The most popular financing tools used by Islamic Financial Institutions (IFIs) for the provision of mortgage financing is provided under the principles of a special purpose partnership generally known as Diminishing Musharaka. Other Islamic financing tools include Musharaka (partnership in capital), Mudaraba (partnership of capital and skill), Murabaha (cost plus profit sale), Bai Salam (spot payment with deferred delivery), Bai Muajjal (credit sale), Istasna (order to manufacture) and Ijara (leasing).
Islamic mortgage finance differs from conventional mortgage finance in the following ways:
- IFIs are co-owners of the property and share the risk and rewards attached with ownership of the property. Hence, any damage or loss occurred to the property without negligence of client is shared by IFIs according to their equity stake.
- Unlike conventional banks when returns are earned from the date the mortgage facility is granted, under the Diminishing Musharaka, return only becomes due when the property is ready for use either through an acquisition or through construction.
- Whilst conventional banks will continuously receive the repayment installments (comprising of interest & principal) even if the property is not useable and needs some repair, IFIs are not entitled to rents during the period of repair.
- while IFIs will only receive rentals and share any appreciation or depreciation of the property, conventional banks’ returns on the mortgage facility are typically fixed as interest for the tenor of the facility.
Islamic Rules relating to mortgage contract
The Islamic mortgage contract is derived from the elements of general Islamic contracts as the Qur’an does not mention the mortgage contract explicitly. The Qur’an, in its verses, contains many rules and principles on contracts in general, and these are applied to create a mortgage contract based on Islamic principles.
Indeed, the Qur’an permits any kind of contract as long as the terms of the contract do not contradict basic Qur’anic rules, especially the one about interest (Riba), which is strictly prohibited. Based on the Qur’anic analogy, an Islamic contract has the same general elements as the English contract, such as offer, acceptance, the complete satisfaction and consent between the parties (the meeting of minds) and the extreme importance of mutual fulfilment, that has been emphasized in many verses of the Qura’an such as Qur’an Sura: Al-Rum, 30:39; An-Nisa’a, 4: 29, 161; Al-Imran. 3:130; Al-Baqarah, 2: 275- 81; Al-Ma’idah, 5:1. So, whilst the Qur’an does not expressly make provision for mortgages, it can be classified as a sale or as part of trade operations which implicitly include buying and selling under Qur,an Sura: An-Nisa’a, 4:29; At-Tawbah, 9:24, An-Nour, 24:37; Al-Jumu’ah, 62:11.

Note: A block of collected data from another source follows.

//! Tabdeck - Multi-Tab Browsing Session Manager
//!
//! Entry point: `tabdeck --offline` runs a scripted session, `tabdeck <url>...`
//! opens each URL in its own tab with the headless engine.

use std::env;
use std::io::Cursor;
use std::path::PathBuf;
use std::sync::Arc;
use std::time::Duration;

use image::{DynamicImage, ImageFormat, Rgba, RgbaImage};
use tabdeck::config::SessionConfig;
use tabdeck::engine::{
    EngineFactory, HeadlessEngineFactory, ScriptedEngineFactory, ScriptedSite, ScriptedWeb,
};
use tabdeck::favicon::{
    FaviconCache, FetchedResource, HttpImageFetcher, ImageFetcher, StaticFetcher,
};
use tabdeck::navigation::NavigationRouter;
use tabdeck::snapshot::SnapshotCache;
use tabdeck::storage::FileStore;
use tabdeck::{NAME, Result, VERSION};

/// Quiet period after which a headless session counts as settled
const IDLE_TIMEOUT: Duration = Duration::from_secs(20);

struct Options {
    offline: bool,
    config: Option<PathBuf>,
    data_dir: Option<PathBuf>,
    urls: Vec<String>,
}

fn parse_args() -> Options {
    let mut options = Options {
        offline: false,
        config: None,
        data_dir: None,
        urls: Vec::new(),
    };
    let mut args = env::args().skip(1);
    while let Some(arg) = args.next() {
        match arg.as_str() {
            "--offline" => options.offline = true,
            "--config" => options.config = args.next().map(PathBuf::from),
            "--data-dir" => options.data_dir = args.next().map(PathBuf::from),
            _ => options.urls.push(arg),
        }
    }
    options
}

#[tokio::main]
async fn main() {
    env_logger::init();

    let options = parse_args();
    println!("🚀 {} v{} - Multi-Tab Session Manager", NAME, VERSION);

    if let Err(e) = run(options).await {
        eprintln!("❌ {}", e);
        std::process::exit(1);
    }
}

async fn run(options: Options) -> Result<()> {
    let mut config = match &options.config {
        Some(path) => SessionConfig::load(path)?,
        None => SessionConfig::default(),
    };
    if let Some(dir) = options.data_dir {
        config = config.with_data_dir(dir);
    }

    if options.offline {
        let (factory, fetcher) = offline_world()?;
        let mut router = open_router(&config, factory, fetcher)?;
        router.restore_snapshots().await;

        router.load_url("example.com");
        router.create_tab("https://www.rust-lang.org");
        router.create_tab("");
        router.load_url("rust ownership");
        router.load_url("https://accounts.google.com/signin");
        router.process_pending().await;
        router.flush().await;

        report(&router);
        return Ok(());
    }

    if options.urls.is_empty() {
        println!("Usage: tabdeck [--config <file>] [--data-dir <dir>] (--offline | <url>...)");
        return Ok(());
    }

    let factory: Arc<dyn EngineFactory> =
        Arc::new(HeadlessEngineFactory::new(&config.favicon.user_agent)?);
    let fetcher: Arc<dyn ImageFetcher> = Arc::new(HttpImageFetcher::new(&config.favicon)?);
    let mut router = open_router(&config, factory, fetcher)?;
    router.restore_snapshots().await;

    for (index, url) in options.urls.iter().enumerate() {
        if index == 0 && router.registry().active().is_blank() {
            router.load_url(url);
        } else if let Some(url) =
            tabdeck::navigation::normalize_address(url, &config.search.template)
        {
            router.create_tab(&url);
        }
    }

    let handled = router.run_until_idle(IDLE_TIMEOUT).await;
    log::info!("Handled {} engine event(s)", handled);
    router.flush().await;

    report(&router);
    Ok(())
}

fn open_router(
    config: &SessionConfig,
    factory: Arc<dyn EngineFactory>,
    fetcher: Arc<dyn ImageFetcher>,
) -> Result<NavigationRouter> {
    let store = Arc::new(FileStore::open(config.store_dir())?);
    let snapshots = Arc::new(SnapshotCache::from_config(config.snapshot_dir(), &config.snapshot));
    let favicons = FaviconCache::new(fetcher, config.favicon.clone());
    Ok(NavigationRouter::new(config, store, factory, snapshots, favicons))
}

/// Scripted sites and an icon server for the offline session
fn offline_world() -> Result<(Arc<dyn EngineFactory>, Arc<dyn ImageFetcher>)> {
    let web = ScriptedWeb::new()
        .with_site(
            "https://example.com",
            ScriptedSite::titled("Example Domain").with_icon("https://example.com/favicon.png"),
        )
        .with_site(
            "https://www.rust-lang.org",
            ScriptedSite::titled("Rust Programming Language")
                .with_preview("https://www.rust-lang.org/static/images/rust-social.jpg"),
        )
        .with_site(
            "https://accounts.google.com/signin",
            ScriptedSite::titled("Sign in - Google Accounts"),
        );

    let fetcher = StaticFetcher::new()
        .with(
            "https://example.com/favicon.png",
            FetchedResource::ok(Some("image/png"), solid_png(32, Rgba([66, 133, 244, 255]))?),
        )
        .with(
            "https://www.rust-lang.org/apple-touch-icon.png",
            FetchedResource::ok(Some("image/png"), solid_png(180, Rgba([222, 165, 132, 255]))?),
        )
        .with(
            "https://www.rust-lang.org/static/images/rust-social.jpg",
            FetchedResource::ok(Some("image/png"), solid_png(600, Rgba([0, 0, 0, 255]))?),
        );

    Ok((
        Arc::new(ScriptedEngineFactory::new(Arc::new(web))),
        Arc::new(fetcher),
    ))
}

fn solid_png(size: u32, color: Rgba<u8>) -> Result<Vec<u8>> {
    let mut out = Cursor::new(Vec::new());
    DynamicImage::ImageRgba8(RgbaImage::from_pixel(size, size, color))
        .write_to(&mut out, ImageFormat::Png)?;
    Ok(out.into_inner())
}

fn report(router: &NavigationRouter) {
    let registry = router.registry();
    println!("━━━━━━━━━━━━━━━━━━━━━━━━━━━━━━━━━━━━━━━━━━━━━━━━━");
    println!("📑 {} tab(s)", registry.count());
    for tab in registry.tabs() {
        let marker = if tab.id == registry.active_id() { "▶" } else { " " };
        let snapshot = router
            .snapshot(tab.id)
            .map(|s| format!("{}x{}", s.width(), s.height()))
            .unwrap_or_else(|| "-".to_string());
        let icon = router
            .cached_icon(&tab.current_url)
            .map(|i| format!("{}x{}", i.width(), i.height()))
            .unwrap_or_else(|| "-".to_string());
        println!(
            " {} {} | {} | snapshot {} | icon {}",
            marker, tab.title, tab.current_url, snapshot, icon
        );
    }

    let history = router.history();
    println!("🕘 {} history entr{}", history.len(), if history.len() == 1 { "y" } else { "ies" });
    for entry in history.entries().take(10) {
        println!("   • {} ({})", entry.title, entry.url);
    }

    let state = router.navigation_state();
    if let Some(notice) = state.notice {
        println!("⚠️  {}", notice);
    }
}
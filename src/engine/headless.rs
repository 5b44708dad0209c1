//! Network-backed headless engine
//!
//! Fetches documents with `reqwest` and reads page metadata out of the parsed
//! HTML. There is no layout or painting; snapshots are placeholder rasters.

use std::sync::{Arc, Mutex, MutexGuard};
use std::time::Duration;

use async_trait::async_trait;
use image::{Rgba, RgbaImage};
use markup5ever_rcdom::{Handle, NodeData};
use tokio::task::JoinHandle;
use url::Url;

use super::{
    BackForwardList, EngineFactory, NavigationDelegate, NavigationPolicy, PageEngine, PageMetadata,
};
use crate::session::TabId;
use crate::utils::{NetworkError, Result, TabdeckError};

const PAGE_TIMEOUT: Duration = Duration::from_secs(30);
const VIEWPORT: (u32, u32) = (390, 844);

#[derive(Default)]
struct HeadlessState {
    list: BackForwardList,
    metadata: Option<PageMetadata>,
    progress: f64,
}

type SharedState = Arc<Mutex<HeadlessState>>;

fn lock(state: &SharedState) -> MutexGuard<'_, HeadlessState> {
    state.lock().unwrap_or_else(|e| e.into_inner())
}

#[derive(Debug, Clone, Copy, PartialEq)]
enum NavigationKind {
    /// New page; committed to the back/forward list on success
    Load,
    /// Reload or history traversal; the list is already positioned
    Revisit,
}

/// Engine that loads real pages over HTTP
pub struct HeadlessEngine {
    tab_id: TabId,
    client: reqwest::Client,
    delegate: Arc<dyn NavigationDelegate>,
    state: SharedState,
    task: Mutex<Option<JoinHandle<()>>>,
}

impl HeadlessEngine {
    pub fn new(
        tab_id: TabId,
        client: reqwest::Client,
        delegate: Arc<dyn NavigationDelegate>,
    ) -> Self {
        Self {
            tab_id,
            client,
            delegate,
            state: Arc::new(Mutex::new(HeadlessState::default())),
            task: Mutex::new(None),
        }
    }

    fn navigate(&self, url: String, kind: NavigationKind) {
        self.abort_task();

        let runtime = match tokio::runtime::Handle::try_current() {
            Ok(runtime) => runtime,
            Err(_) => {
                log::error!("Tab {}: cannot load {} outside an async runtime", self.tab_id, url);
                self.delegate.on_fail(Some(&url), "no async runtime");
                return;
            }
        };

        let client = self.client.clone();
        let delegate = self.delegate.clone();
        let state = self.state.clone();
        let handle = runtime.spawn(async move {
            delegate.on_navigation_start(&url);
            lock(&state).progress = 0.1;
            delegate.on_progress(0.1);

            match fetch_document(&client, &url).await {
                Ok((final_url, html)) => {
                    delegate.on_progress(0.7);
                    let metadata = match html {
                        Some(html) => extract_metadata(&html, &final_url),
                        None => PageMetadata::default(),
                    };
                    {
                        let mut state = lock(&state);
                        if kind == NavigationKind::Load {
                            state.list.commit(final_url.clone());
                        }
                        state.metadata = Some(metadata);
                        state.progress = 1.0;
                    }
                    delegate.on_progress(1.0);
                    delegate.on_finish(&final_url);
                }
                Err(e) => {
                    lock(&state).progress = 0.0;
                    delegate.on_fail(Some(&url), &e.to_string());
                }
            }
        });

        if let Ok(mut task) = self.task.lock() {
            *task = Some(handle);
        }
    }

    fn abort_task(&self) {
        if let Ok(mut task) = self.task.lock() {
            if let Some(handle) = task.take() {
                handle.abort();
            }
        }
    }
}

/// Fetch `url`, returning the final URL and the body for HTML documents
async fn fetch_document(client: &reqwest::Client, url: &str) -> Result<(String, Option<String>)> {
    let parsed = Url::parse(url).map_err(|_| NetworkError::InvalidUrl(url.to_string()))?;
    if !matches!(parsed.scheme(), "http" | "https") {
        // about:, data: and friends have nothing to fetch
        return Ok((url.to_string(), None));
    }

    let response = client.get(parsed).send().await?;
    let status = response.status();
    if !status.is_success() {
        return Err(NetworkError::Http(status.as_u16()).into());
    }

    let final_url = response.url().to_string();
    let is_html = response
        .headers()
        .get(reqwest::header::CONTENT_TYPE)
        .and_then(|v| v.to_str().ok())
        .map(|ct| ct.contains("html"))
        .unwrap_or(true);

    let body = if is_html { Some(response.text().await?) } else { None };
    Ok((final_url, body))
}

#[async_trait]
impl PageEngine for HeadlessEngine {
    fn load(&self, url: &str) {
        if self.delegate.on_decide_policy(url) == NavigationPolicy::Cancel {
            return;
        }
        self.navigate(url.to_string(), NavigationKind::Load);
    }

    fn reload(&self) {
        if let Some(url) = self.url() {
            self.navigate(url, NavigationKind::Revisit);
        }
    }

    fn go_back(&self) {
        let target = lock(&self.state).list.go_back().map(str::to_string);
        if let Some(url) = target {
            self.navigate(url, NavigationKind::Revisit);
        }
    }

    fn go_forward(&self) {
        let target = lock(&self.state).list.go_forward().map(str::to_string);
        if let Some(url) = target {
            self.navigate(url, NavigationKind::Revisit);
        }
    }

    fn stop_loading(&self) {
        self.abort_task();
        let mut state = lock(&self.state);
        if state.progress < 1.0 {
            state.progress = 0.0;
        }
    }

    fn clear_content(&self) {
        self.abort_task();
        let mut state = lock(&self.state);
        state.list.clear();
        state.metadata = None;
        state.progress = 0.0;
    }

    fn url(&self) -> Option<String> {
        lock(&self.state).list.current().map(str::to_string)
    }

    fn title(&self) -> String {
        lock(&self.state)
            .metadata
            .as_ref()
            .map(|m| m.title.clone())
            .unwrap_or_default()
    }

    fn can_go_back(&self) -> bool {
        lock(&self.state).list.can_go_back()
    }

    fn can_go_forward(&self) -> bool {
        lock(&self.state).list.can_go_forward()
    }

    fn progress(&self) -> f64 {
        lock(&self.state).progress
    }

    async fn introspect(&self) -> Result<PageMetadata> {
        let state = lock(&self.state);
        if state.list.current().is_none() {
            return Err(TabdeckError::Engine("no page loaded".to_string()));
        }
        Ok(state.metadata.clone().unwrap_or_default())
    }

    async fn capture_snapshot(&self) -> Result<RgbaImage> {
        if !self.has_content() {
            return Err(TabdeckError::Engine("nothing to capture".to_string()));
        }
        Ok(placeholder_snapshot(VIEWPORT.0, VIEWPORT.1))
    }
}

/// Light page with a darker address-bar band
fn placeholder_snapshot(width: u32, height: u32) -> RgbaImage {
    let band = height / 12;
    RgbaImage::from_fn(width, height, |_, y| {
        if y < band {
            Rgba([200, 200, 200, 255])
        } else {
            Rgba([245, 245, 245, 255])
        }
    })
}

/// Creates [`HeadlessEngine`]s sharing one HTTP client
pub struct HeadlessEngineFactory {
    client: reqwest::Client,
}

impl HeadlessEngineFactory {
    pub fn new(user_agent: &str) -> Result<Self> {
        let client = reqwest::Client::builder()
            .user_agent(user_agent)
            .timeout(PAGE_TIMEOUT)
            .build()?;
        Ok(Self { client })
    }
}

impl EngineFactory for HeadlessEngineFactory {
    fn create(&self, tab_id: TabId, delegate: Arc<dyn NavigationDelegate>) -> Arc<dyn PageEngine> {
        Arc::new(HeadlessEngine::new(tab_id, self.client.clone(), delegate))
    }
}

/// Read title, icon, preview image and description from an HTML document
pub fn extract_metadata(html: &str, base_url: &str) -> PageMetadata {
    use html5ever::tendril::TendrilSink;
    use html5ever::{ParseOpts, parse_document};
    use markup5ever_rcdom::RcDom;

    let dom = match parse_document(RcDom::default(), ParseOpts::default())
        .from_utf8()
        .read_from(&mut html.as_bytes())
    {
        Ok(dom) => dom,
        Err(e) => {
            log::warn!("Failed to parse {}: {}", base_url, e);
            return PageMetadata::default();
        }
    };

    let base = Url::parse(base_url).ok();
    let mut collector = MetadataCollector::default();
    collector.visit(&dom.document);

    let resolve = |href: String| match &base {
        Some(base) => base.join(&href).map(|u| u.to_string()).ok(),
        None => Url::parse(&href).ok().map(|u| u.to_string()),
    };

    PageMetadata {
        title: collector.title.unwrap_or_default(),
        icon_url: collector.touch_icon.or(collector.icon).and_then(&resolve),
        preview_image_url: collector.og_image.and_then(&resolve),
        description: collector.description,
    }
}

#[derive(Default)]
struct MetadataCollector {
    title: Option<String>,
    icon: Option<String>,
    touch_icon: Option<String>,
    og_image: Option<String>,
    description: Option<String>,
}

impl MetadataCollector {
    fn visit(&mut self, handle: &Handle) {
        if let NodeData::Element { name, attrs, .. } = &handle.data {
            let tag = name.local.as_ref();
            let attrs = attrs.borrow();
            let attr = |key: &str| {
                attrs
                    .iter()
                    .find(|a| a.name.local.as_ref() == key)
                    .map(|a| a.value.to_string())
            };

            match tag {
                "title" if self.title.is_none() => {
                    let text = extract_text(handle);
                    if !text.is_empty() {
                        self.title = Some(text);
                    }
                }
                "link" => {
                    let rel = attr("rel").unwrap_or_default().to_ascii_lowercase();
                    if let Some(href) = attr("href") {
                        if rel.contains("apple-touch-icon") {
                            self.touch_icon = self.touch_icon.take().or(Some(href));
                        } else if rel.split_whitespace().any(|r| r == "icon") {
                            self.icon = self.icon.take().or(Some(href));
                        }
                    }
                }
                "meta" => {
                    let key = attr("property").or_else(|| attr("name")).unwrap_or_default();
                    if let Some(content) = attr("content") {
                        match key.as_str() {
                            "og:image" | "twitter:image" => {
                                self.og_image = self.og_image.take().or(Some(content));
                            }
                            "description" | "og:description" => {
                                self.description = self.description.take().or(Some(content));
                            }
                            _ => {}
                        }
                    }
                }
                "script" | "style" => return,
                _ => {}
            }
        }

        for child in handle.children.borrow().iter() {
            self.visit(child);
        }
    }
}

fn extract_text(handle: &Handle) -> String {
    let mut text = String::new();

    fn collect(handle: &Handle, text: &mut String) {
        if let NodeData::Text { contents } = &handle.data {
            let s = contents.borrow().to_string();
            let s = s.trim();
            if !s.is_empty() {
                if !text.is_empty() {
                    text.push(' ');
                }
                text.push_str(s);
            }
        }
        for child in handle.children.borrow().iter() {
            collect(child, text);
        }
    }

    collect(handle, &mut text);
    text
}
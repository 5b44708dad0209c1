//! Byte fetching for icons and preview images

use async_trait::async_trait;
use reqwest::header::CONTENT_TYPE;

use crate::config::FaviconConfig;
use crate::utils::{NetworkError, Result};

/// Raw response for one candidate URL
#[derive(Debug, Clone, PartialEq)]
pub struct FetchedResource {
    pub status: u16,
    /// Declared `Content-Type`, if any
    pub content_type: Option<String>,
    pub body: Vec<u8>,
}

impl FetchedResource {
    pub fn ok(content_type: Option<&str>, body: Vec<u8>) -> Self {
        Self {
            status: 200,
            content_type: content_type.map(str::to_string),
            body,
        }
    }

    pub fn status(status: u16) -> Self {
        Self {
            status,
            content_type: None,
            body: Vec::new(),
        }
    }
}

/// Fetches candidate image URLs
///
/// `max_bytes` lets implementations stop reading early; callers still
/// validate the returned body length.
#[async_trait]
pub trait ImageFetcher: Send + Sync {
    async fn fetch(
        &self,
        url: &str,
        max_bytes: usize,
    ) -> std::result::Result<FetchedResource, NetworkError>;
}

/// `reqwest`-backed fetcher
pub struct HttpImageFetcher {
    client: reqwest::Client,
}

impl HttpImageFetcher {
    pub fn new(config: &FaviconConfig) -> Result<Self> {
        let client = reqwest::Client::builder()
            .user_agent(config.user_agent.as_str())
            .timeout(config.timeout())
            .build()?;
        Ok(Self { client })
    }
}

#[async_trait]
impl ImageFetcher for HttpImageFetcher {
    async fn fetch(
        &self,
        url: &str,
        max_bytes: usize,
    ) -> std::result::Result<FetchedResource, NetworkError> {
        let mut response = self.client.get(url).send().await?;
        let status = response.status().as_u16();
        if status != 200 {
            return Ok(FetchedResource::status(status));
        }

        let content_type = response
            .headers()
            .get(CONTENT_TYPE)
            .and_then(|v| v.to_str().ok())
            .map(str::to_string);

        if let Some(length) = response.content_length() {
            if length as usize > max_bytes {
                return Err(NetworkError::TooLarge {
                    size: length as usize,
                    limit: max_bytes,
                });
            }
        }

        // Servers may omit or lie about Content-Length
        let mut body = Vec::new();
        while let Some(chunk) = response.chunk().await? {
            body.extend_from_slice(&chunk);
            if body.len() > max_bytes {
                return Err(NetworkError::TooLarge {
                    size: body.len(),
                    limit: max_bytes,
                });
            }
        }

        Ok(FetchedResource {
            status,
            content_type,
            body,
        })
    }
}

/// In-memory fetcher serving a fixed URL table; anything else is a 404
///
/// Used for offline sessions. Every request is recorded so callers can see
/// which candidates were tried.
#[derive(Default)]
pub struct StaticFetcher {
    responses:
        std::collections::HashMap<String, std::result::Result<FetchedResource, NetworkError>>,
    delay: Option<std::time::Duration>,
    calls: std::sync::Mutex<Vec<String>>,
}

impl StaticFetcher {
    pub fn new() -> Self {
        Self::default()
    }

    /// Serve `resource` for `url`
    pub fn with(mut self, url: impl Into<String>, resource: FetchedResource) -> Self {
        self.responses.insert(url.into(), Ok(resource));
        self
    }

    /// Fail requests for `url` with `error`
    pub fn with_error(mut self, url: impl Into<String>, error: NetworkError) -> Self {
        self.responses.insert(url.into(), Err(error));
        self
    }

    /// Delay every response, simulating network latency
    pub fn with_delay(mut self, delay: std::time::Duration) -> Self {
        self.delay = Some(delay);
        self
    }

    /// URLs requested so far, in order
    pub fn calls(&self) -> Vec<String> {
        self.calls.lock().map(|c| c.clone()).unwrap_or_default()
    }
}

#[async_trait]
impl ImageFetcher for StaticFetcher {
    async fn fetch(
        &self,
        url: &str,
        _max_bytes: usize,
    ) -> std::result::Result<FetchedResource, NetworkError> {
        if let Ok(mut calls) = self.calls.lock() {
            calls.push(url.to_string());
        }
        if let Some(delay) = self.delay {
            tokio::time::sleep(delay).await;
        }
        match self.responses.get(url) {
            Some(response) => response.clone(),
            None => Ok(FetchedResource::status(404)),
        }
    }
}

Prohibition of Riba (Usury)
The prohibition of Riba or usury is very key in all Islamic contracts, including mortgages. In Arabic, Riba means an amount that is charged to the borrower on the loan without an equivalent counter value or recompense in return to the other party. It covers interest both in commercial and consumer loans. Indeed, Riba is prohibited in many verses (Ayat) of the Qur’an such as Qur’an Sura: Al-Rum, 30:39; An-Nisa’a, 4:161; Al-Imran, 3:130; Albaqarah, 2: 275-80.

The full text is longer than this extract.